> [REQUIREMENT]: Retype, without alteration, each line from the line containing "let body = Json(ErrorBody" to the final line of the records.

(Saved entries)
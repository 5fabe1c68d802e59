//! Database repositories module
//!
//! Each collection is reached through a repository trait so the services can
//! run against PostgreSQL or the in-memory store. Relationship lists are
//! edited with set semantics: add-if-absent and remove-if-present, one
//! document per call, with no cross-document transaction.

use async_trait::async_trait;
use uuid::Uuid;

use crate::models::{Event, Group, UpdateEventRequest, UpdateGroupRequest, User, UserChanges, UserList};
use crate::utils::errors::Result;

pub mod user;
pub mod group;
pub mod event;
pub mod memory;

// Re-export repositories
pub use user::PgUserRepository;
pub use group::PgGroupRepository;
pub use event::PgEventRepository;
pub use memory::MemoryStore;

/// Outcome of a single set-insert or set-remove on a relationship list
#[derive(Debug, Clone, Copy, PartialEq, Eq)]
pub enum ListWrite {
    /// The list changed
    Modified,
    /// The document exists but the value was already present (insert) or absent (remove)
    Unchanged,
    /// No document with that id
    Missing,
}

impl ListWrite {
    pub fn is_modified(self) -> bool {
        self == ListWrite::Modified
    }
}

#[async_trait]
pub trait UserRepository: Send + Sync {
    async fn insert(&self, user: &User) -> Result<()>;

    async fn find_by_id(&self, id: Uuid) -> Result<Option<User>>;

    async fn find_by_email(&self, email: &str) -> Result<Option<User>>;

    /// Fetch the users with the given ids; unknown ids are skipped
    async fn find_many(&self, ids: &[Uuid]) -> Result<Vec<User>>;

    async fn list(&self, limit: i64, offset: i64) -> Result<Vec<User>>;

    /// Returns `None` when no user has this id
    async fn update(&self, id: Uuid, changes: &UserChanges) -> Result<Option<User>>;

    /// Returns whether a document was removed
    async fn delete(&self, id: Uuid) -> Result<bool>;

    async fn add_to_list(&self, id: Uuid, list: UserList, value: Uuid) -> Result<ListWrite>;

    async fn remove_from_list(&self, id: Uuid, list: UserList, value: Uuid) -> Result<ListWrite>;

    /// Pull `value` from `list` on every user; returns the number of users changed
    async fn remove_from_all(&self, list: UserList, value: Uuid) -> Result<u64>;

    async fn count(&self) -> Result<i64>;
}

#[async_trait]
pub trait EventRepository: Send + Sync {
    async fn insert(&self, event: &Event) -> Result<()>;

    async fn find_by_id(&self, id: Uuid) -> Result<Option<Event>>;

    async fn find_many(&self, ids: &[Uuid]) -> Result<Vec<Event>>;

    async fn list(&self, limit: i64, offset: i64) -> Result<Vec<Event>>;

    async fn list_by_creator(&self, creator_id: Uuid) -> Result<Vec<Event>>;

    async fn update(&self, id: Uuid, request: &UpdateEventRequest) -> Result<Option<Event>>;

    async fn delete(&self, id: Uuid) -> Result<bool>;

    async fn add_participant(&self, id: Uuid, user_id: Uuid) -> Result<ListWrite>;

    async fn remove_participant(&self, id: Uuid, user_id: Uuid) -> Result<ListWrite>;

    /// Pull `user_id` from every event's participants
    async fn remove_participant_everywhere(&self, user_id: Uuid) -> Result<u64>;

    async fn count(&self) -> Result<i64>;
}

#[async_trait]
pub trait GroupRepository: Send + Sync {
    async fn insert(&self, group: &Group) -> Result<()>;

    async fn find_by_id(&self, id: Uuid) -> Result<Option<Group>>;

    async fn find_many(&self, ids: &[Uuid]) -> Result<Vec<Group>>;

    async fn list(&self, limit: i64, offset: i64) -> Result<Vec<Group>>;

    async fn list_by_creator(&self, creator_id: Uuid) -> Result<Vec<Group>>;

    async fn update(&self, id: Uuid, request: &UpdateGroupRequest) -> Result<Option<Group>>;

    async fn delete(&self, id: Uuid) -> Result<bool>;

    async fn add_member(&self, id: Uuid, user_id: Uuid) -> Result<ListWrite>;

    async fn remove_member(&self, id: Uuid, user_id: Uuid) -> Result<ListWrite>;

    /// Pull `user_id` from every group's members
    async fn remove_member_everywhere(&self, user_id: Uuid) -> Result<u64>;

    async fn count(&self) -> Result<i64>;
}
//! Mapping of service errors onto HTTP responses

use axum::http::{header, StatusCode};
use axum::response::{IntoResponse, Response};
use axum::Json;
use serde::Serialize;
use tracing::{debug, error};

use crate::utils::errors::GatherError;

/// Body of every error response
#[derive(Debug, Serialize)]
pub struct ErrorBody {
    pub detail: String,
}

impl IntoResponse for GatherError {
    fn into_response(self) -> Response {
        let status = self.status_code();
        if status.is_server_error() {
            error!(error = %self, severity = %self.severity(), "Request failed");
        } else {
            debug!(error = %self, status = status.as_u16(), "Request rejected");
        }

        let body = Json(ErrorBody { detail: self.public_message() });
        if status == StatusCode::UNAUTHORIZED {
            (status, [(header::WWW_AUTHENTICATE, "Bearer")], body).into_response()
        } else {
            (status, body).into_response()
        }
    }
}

> [RESULT OF THIS TASK]:
        let body = Json(ErrorBody { detail: self.public_message() });
        if status == StatusCode::UNAUTHORIZED {
            (status, [(header::WWW_AUTHENTICATE, "Bearer")], body).into_response()
        } else {
            (status, body).into_response()
        }
    }
}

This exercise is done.